The Land Bank of the Philippines (Landbank) has reassured its stakeholders and the public of its continued financial resilience, citing strong capital positions and sound fundamental growth. In a recent performance update, the state-run lender emphasized that its strategic management of assets and liabilities has allowed it to maintain a stable outlook despite fluctuations in the broader economic environment.
As one of the country’s largest financial institutions, Landbank highlighted its high liquidity ratios and a solid capital adequacy ratio (CAR) that remains well above the regulatory requirements set by the Bangko Sentral ng Pilipinas. This financial cushion, the bank noted, ensures its capacity to support the national government’s development agenda, particularly in the agricultural and rural sectors.
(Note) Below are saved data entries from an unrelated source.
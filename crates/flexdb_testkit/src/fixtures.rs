//! Test fixtures and database helpers.
//!
//! Provides convenience functions for setting up test databases
//! and common test scenarios.

use crate::faulty::FaultyBackend;
use flexdb_codec::{FieldMap, Value};
use flexdb_core::{Config, CoreResult, Database, Entity, Record};
use std::path::{Path, PathBuf};
use tempfile::TempDir;

/// Entity type used by the sample data.
pub const TEST_TYPE: &str = "test";

/// A typed sample record with `Name` and `Value` fields.
#[derive(Debug, Clone, PartialEq, Eq)]
pub struct TestEntity {
    /// Record id.
    pub id: String,
    /// `Name` field.
    pub name: String,
    /// `Value` field.
    pub value: i64,
}

impl TestEntity {
    /// Creates a test entity.
    pub fn new(id: impl Into<String>, name: impl Into<String>, value: i64) -> Self {
        Self {
            id: id.into(),
            name: name.into(),
            value,
        }
    }

    /// Reads a test entity back from any stored record.
    ///
    /// Works both for `TestEntity` values written in this session and for
    /// generic records loaded from disk.
    pub fn from_entity(entity: &dyn Entity) -> Option<Self> {
        if let Some(typed) = entity.downcast_ref::<TestEntity>() {
            return Some(typed.clone());
        }
        Some(Self {
            id: entity.id().to_string(),
            name: entity.field("Name")?.as_text()?.to_string(),
            value: entity.field("Value")?.as_integer()?,
        })
    }
}

impl Entity for TestEntity {
    fn id(&self) -> &str {
        &self.id
    }

    fn set_id(&mut self, id: String) {
        self.id = id;
    }

    fn field(&self, name: &str) -> Option<Value> {
        match name {
            "Name" => Some(Value::from(self.name.as_str())),
            "Value" => Some(Value::Integer(self.value)),
            _ => None,
        }
    }

    fn to_fields(&self) -> FieldMap {
        let mut fields = FieldMap::new();
        fields.insert("Name".to_string(), Value::from(self.name.as_str()));
        fields.insert("Value".to_string(), Value::Integer(self.value));
        fields
    }
}

/// Alice (30), Bob (25) and Charlie (35) with ids 1 to 3.
pub fn sample_people() -> Vec<TestEntity> {
    vec![
        TestEntity::new("1", "Alice", 30),
        TestEntity::new("2", "Bob", 25),
        TestEntity::new("3", "Charlie", 35),
    ]
}

/// Commits [`sample_people`] under [`TEST_TYPE`].
pub fn seed_people(db: &Database) -> CoreResult<()> {
    db.transaction(|tx| tx.batch_set(TEST_TYPE, sample_people()))
}

/// A generic record with `Name` and `Value` fields.
pub fn person(id: &str, name: &str, value: i64) -> Record {
    Record::new(id).with("Name", name).with("Value", value)
}

/// A test database with automatic cleanup.
pub struct TestDatabase {
    /// The database instance.
    pub db: Database,
    /// The temporary directory (kept alive to prevent cleanup).
    temp_dir: Option<TempDir>,
}

impl TestDatabase {
    /// Creates a new in-memory test database.
    pub fn memory() -> Self {
        Self {
            db: Database::open_in_memory().expect("Failed to open in-memory database"),
            temp_dir: None,
        }
    }

    /// Creates a new file-based test database.
    pub fn file() -> Self {
        let temp_dir = TempDir::new().expect("Failed to create temp directory");
        let db = Database::open(Self::file_path(temp_dir.path()))
            .expect("Failed to open file database");

        Self {
            db,
            temp_dir: Some(temp_dir),
        }
    }

    /// Creates a database on a [`FaultyBackend`], returning the backend
    /// handle used to inject failures.
    pub fn faulty() -> (Self, FaultyBackend) {
        let backend = FaultyBackend::new();
        let db = Database::open_with_backend(Config::default(), backend.clone())
            .expect("Failed to open faulty database");

        (
            Self {
                db,
                temp_dir: None,
            },
            backend,
        )
    }

    /// Returns the database path if file-based, None if in-memory.
    pub fn path(&self) -> Option<PathBuf> {
        self.temp_dir.as_ref().map(|d| Self::file_path(d.path()))
    }

    /// Closes and reopens a file-based database from disk.
    ///
    /// # Panics
    ///
    /// Panics for in-memory databases.
    #[must_use]
    pub fn reopen(self) -> Self {
        let temp_dir = self.temp_dir.expect("Only file databases can be reopened");
        drop(self.db);
        let db = Database::open(Self::file_path(temp_dir.path()))
            .expect("Failed to reopen file database");

        Self {
            db,
            temp_dir: Some(temp_dir),
        }
    }

    fn file_path(dir: &Path) -> PathBuf {
        dir.join("test.flexdb.json")
    }
}

impl std::ops::Deref for TestDatabase {
    type Target = Database;

    fn deref(&self) -> &Self::Target {
        &self.db
    }
}

/// Runs a test with a temporary in-memory database.
///
/// # Example
///
/// ```rust
/// use flexdb_testkit::with_temp_db;
///
/// with_temp_db(|db| {
///     assert!(db.entity_counts().is_empty());
/// });
/// ```
pub fn with_temp_db<F, R>(f: F) -> R
where
    F: FnOnce(&Database) -> R,
{
    let test_db = TestDatabase::memory();
    f(&test_db.db)
}

/// Runs a test with a temporary file-based database.
pub fn with_file_db<F, R>(f: F) -> R
where
    F: FnOnce(&Database, &Path) -> R,
{
    let test_db = TestDatabase::file();
    let path = test_db.path().expect("File database should have a path");
    f(&test_db.db, &path)
}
The bank’s leadership attributed this stability to disciplined credit underwriting and a diversified loan portfolio. By expanding its digital banking initiatives, Landbank has also increased its operational efficiency, allowing it to reach more unbanked and underserved communities while keeping overhead costs manageable. This digital shift has been a key driver in sustaining profitability and improving service delivery across its nationwide branch network.
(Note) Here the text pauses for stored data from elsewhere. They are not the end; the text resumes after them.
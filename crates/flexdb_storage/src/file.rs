//! File-based snapshot backend.

use crate::backend::SnapshotBackend;
use crate::error::{StorageError, StorageResult};
use parking_lot::Mutex;
use std::fs::{self, File, OpenOptions};
use std::io::{self, Write};
use std::path::{Path, PathBuf};

/// A single-file snapshot backend.
///
/// Each `store` writes the full snapshot to a sibling temporary file and
/// renames it over the destination, so a failed write never leaves a
/// truncated snapshot behind.
///
/// # Durability
///
/// With `sync` enabled the temporary file is `sync_all`ed before the rename.
///
/// # Example
///
/// ```no_run
/// use flexdb_storage::{FileBackend, SnapshotBackend};
/// use std::path::Path;
///
/// let backend = FileBackend::new(Path::new("data/db.json"), true);
/// backend.store(b"{}").unwrap();
/// ```
#[derive(Debug)]
pub struct FileBackend {
    path: PathBuf,
    sync: bool,
    /// Serializes writers so two stores never share the temp file.
    write_lock: Mutex<()>,
}

impl FileBackend {
    /// Creates a backend for the file at `path`.
    ///
    /// The file does not need to exist; it is created on the first store
    /// together with any missing parent directories.
    #[must_use]
    pub fn new(path: &Path, sync: bool) -> Self {
        Self {
            path: path.to_path_buf(),
            sync,
            write_lock: Mutex::new(()),
        }
    }

    /// Returns the path to the snapshot file.
    #[must_use]
    pub fn path(&self) -> &Path {
        &self.path
    }

    fn temp_path(&self) -> PathBuf {
        let mut name = self
            .path
            .file_name()
            .map(|n| n.to_os_string())
            .unwrap_or_default();
        name.push(".tmp");
        self.path.with_file_name(name)
    }

    fn write_temp(&self, temp: &Path, data: &[u8]) -> io::Result<()> {
        if let Some(parent) = self.path.parent() {
            if !parent.as_os_str().is_empty() {
                fs::create_dir_all(parent)?;
            }
        }

        let mut file = OpenOptions::new()
            .write(true)
            .create(true)
            .truncate(true)
            .open(temp)?;
        file.write_all(data)?;
        file.flush()?;
        if self.sync {
            file.sync_all()?;
        }
        Ok(())
    }
}

impl SnapshotBackend for FileBackend {
    fn load(&self) -> StorageResult<Option<Vec<u8>>> {
        match fs::read(&self.path) {
            Ok(data) => Ok(Some(data)),
            Err(e) if e.kind() == io::ErrorKind::NotFound => Ok(None),
            Err(e) => Err(StorageError::Io(e)),
        }
    }

    fn store(&self, data: &[u8]) -> StorageResult<()> {
        let _guard = self.write_lock.lock();
        let temp = self.temp_path();

        let result = self
            .write_temp(&temp, data)
            .and_then(|()| fs::rename(&temp, &self.path));

        if let Err(source) = result {
            let _ = fs::remove_file(&temp);
            tracing::warn!(path = %self.path.display(), error = %source, "snapshot write failed");
            return Err(StorageError::WriteFailed {
                path: self.path.clone(),
                source,
            });
        }

        if self.sync {
            if let Some(parent) = self.path.parent() {
                // Directory fsync is best effort; not every platform allows it.
                if let Ok(dir) = File::open(parent) {
                    let _ = dir.sync_all();
                }
            }
        }

        tracing::debug!(path = %self.path.display(), bytes = data.len(), "snapshot stored");
        Ok(())
    }

    fn describe(&self) -> String {
        self.path.display().to_string()
    }
}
Furthermore, Landbank reiterated its commitment to maintaining a healthy balance sheet by proactively managing non-performing loans (NPLs). The bank stated that its provisioning remains adequate to cover potential risks, providing a safety net against market volatility.
Looking forward, the institution plans to leverage its strong financial standing to further intensify its lending activities for small farmers, fisherfolk, and micro, small, and medium enterprises (MSMEs). By maintaining its “sound fundamentals,” Landbank aims to remain a cornerstone of the Philippine financial system and a reliable partner for inclusive economic growth.